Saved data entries

═══

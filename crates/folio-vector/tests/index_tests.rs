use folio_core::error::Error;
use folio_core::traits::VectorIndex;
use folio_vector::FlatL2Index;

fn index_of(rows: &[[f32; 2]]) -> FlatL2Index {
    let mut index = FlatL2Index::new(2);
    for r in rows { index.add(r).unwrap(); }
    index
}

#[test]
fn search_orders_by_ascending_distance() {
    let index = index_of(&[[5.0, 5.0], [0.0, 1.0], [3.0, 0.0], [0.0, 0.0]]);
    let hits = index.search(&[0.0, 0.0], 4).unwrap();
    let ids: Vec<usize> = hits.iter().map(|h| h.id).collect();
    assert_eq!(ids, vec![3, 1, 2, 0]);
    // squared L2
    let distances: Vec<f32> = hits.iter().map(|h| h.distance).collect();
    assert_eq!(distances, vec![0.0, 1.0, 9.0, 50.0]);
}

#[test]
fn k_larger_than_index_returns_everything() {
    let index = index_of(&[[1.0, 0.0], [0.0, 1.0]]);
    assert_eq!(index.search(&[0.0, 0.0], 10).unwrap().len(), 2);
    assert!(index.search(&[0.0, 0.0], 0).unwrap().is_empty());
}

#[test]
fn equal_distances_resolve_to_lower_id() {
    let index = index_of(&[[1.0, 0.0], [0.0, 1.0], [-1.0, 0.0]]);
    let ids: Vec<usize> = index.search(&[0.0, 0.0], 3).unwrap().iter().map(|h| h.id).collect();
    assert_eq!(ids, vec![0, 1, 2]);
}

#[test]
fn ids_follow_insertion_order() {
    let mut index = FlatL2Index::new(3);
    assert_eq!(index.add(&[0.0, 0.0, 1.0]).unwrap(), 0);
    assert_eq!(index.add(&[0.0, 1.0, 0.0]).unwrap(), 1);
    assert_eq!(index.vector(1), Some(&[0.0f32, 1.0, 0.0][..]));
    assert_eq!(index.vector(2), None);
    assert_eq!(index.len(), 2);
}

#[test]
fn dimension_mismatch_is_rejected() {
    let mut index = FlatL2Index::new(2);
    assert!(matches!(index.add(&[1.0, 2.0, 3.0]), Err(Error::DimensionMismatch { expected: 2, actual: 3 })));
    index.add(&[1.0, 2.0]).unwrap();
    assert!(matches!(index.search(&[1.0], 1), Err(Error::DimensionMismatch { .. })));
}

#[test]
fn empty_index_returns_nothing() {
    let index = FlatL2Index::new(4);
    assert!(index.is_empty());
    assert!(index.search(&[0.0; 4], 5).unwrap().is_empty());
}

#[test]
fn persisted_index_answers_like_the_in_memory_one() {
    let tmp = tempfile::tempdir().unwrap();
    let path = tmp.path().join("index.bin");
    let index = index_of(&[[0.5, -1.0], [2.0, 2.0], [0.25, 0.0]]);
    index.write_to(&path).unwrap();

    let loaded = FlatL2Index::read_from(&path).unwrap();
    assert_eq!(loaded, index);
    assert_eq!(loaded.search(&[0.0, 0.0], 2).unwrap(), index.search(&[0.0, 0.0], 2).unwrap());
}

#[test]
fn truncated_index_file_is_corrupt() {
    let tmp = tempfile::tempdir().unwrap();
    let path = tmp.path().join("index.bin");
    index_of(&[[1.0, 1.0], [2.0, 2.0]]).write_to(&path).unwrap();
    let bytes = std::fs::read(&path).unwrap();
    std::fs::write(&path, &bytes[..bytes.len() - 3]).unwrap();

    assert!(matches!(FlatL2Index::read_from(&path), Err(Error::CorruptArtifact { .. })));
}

═══

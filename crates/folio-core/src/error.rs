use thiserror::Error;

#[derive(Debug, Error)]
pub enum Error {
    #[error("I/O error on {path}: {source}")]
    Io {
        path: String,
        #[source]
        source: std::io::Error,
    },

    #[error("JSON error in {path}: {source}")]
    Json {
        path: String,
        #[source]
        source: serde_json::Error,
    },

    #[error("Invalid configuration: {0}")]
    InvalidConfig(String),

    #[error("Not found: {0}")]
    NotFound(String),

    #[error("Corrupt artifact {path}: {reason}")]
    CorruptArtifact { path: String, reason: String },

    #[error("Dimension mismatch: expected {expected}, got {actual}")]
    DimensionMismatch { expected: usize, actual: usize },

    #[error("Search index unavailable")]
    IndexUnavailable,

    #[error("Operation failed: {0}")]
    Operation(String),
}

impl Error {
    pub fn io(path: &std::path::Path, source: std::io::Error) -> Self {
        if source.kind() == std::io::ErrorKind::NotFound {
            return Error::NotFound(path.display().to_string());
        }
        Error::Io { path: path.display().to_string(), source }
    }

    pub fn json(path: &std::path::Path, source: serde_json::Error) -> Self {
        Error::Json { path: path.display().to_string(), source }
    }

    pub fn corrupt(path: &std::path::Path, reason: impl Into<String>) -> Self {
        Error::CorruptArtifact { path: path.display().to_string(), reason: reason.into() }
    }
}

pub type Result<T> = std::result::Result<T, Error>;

═══

* [WHAT THE TASK REQUIRES] Reproduce only the lines above, starting at the line with "assert_eq!(index.vector(1), Some(&[0.0f32, 1.0, 0.0][..]));" and ending at the line with "assert!(index.is_empty());", exactly as written.

* [SOLUTION TO THIS TASK]
    assert_eq!(index.vector(1), Some(&[0.0f32, 1.0, 0.0][..]));
    assert_eq!(index.vector(2), None);
    assert_eq!(index.len(), 2);
}

#[test]
fn dimension_mismatch_is_rejected() {
    let mut index = FlatL2Index::new(2);
    assert!(matches!(index.add(&[1.0, 2.0, 3.0]), Err(Error::DimensionMismatch { expected: 2, actual: 3 })));
    index.add(&[1.0, 2.0]).unwrap();
    assert!(matches!(index.search(&[1.0], 1), Err(Error::DimensionMismatch { .. })));
}

#[test]
fn empty_index_returns_nothing() {
    let index = FlatL2Index::new(4);
    assert!(index.is_empty());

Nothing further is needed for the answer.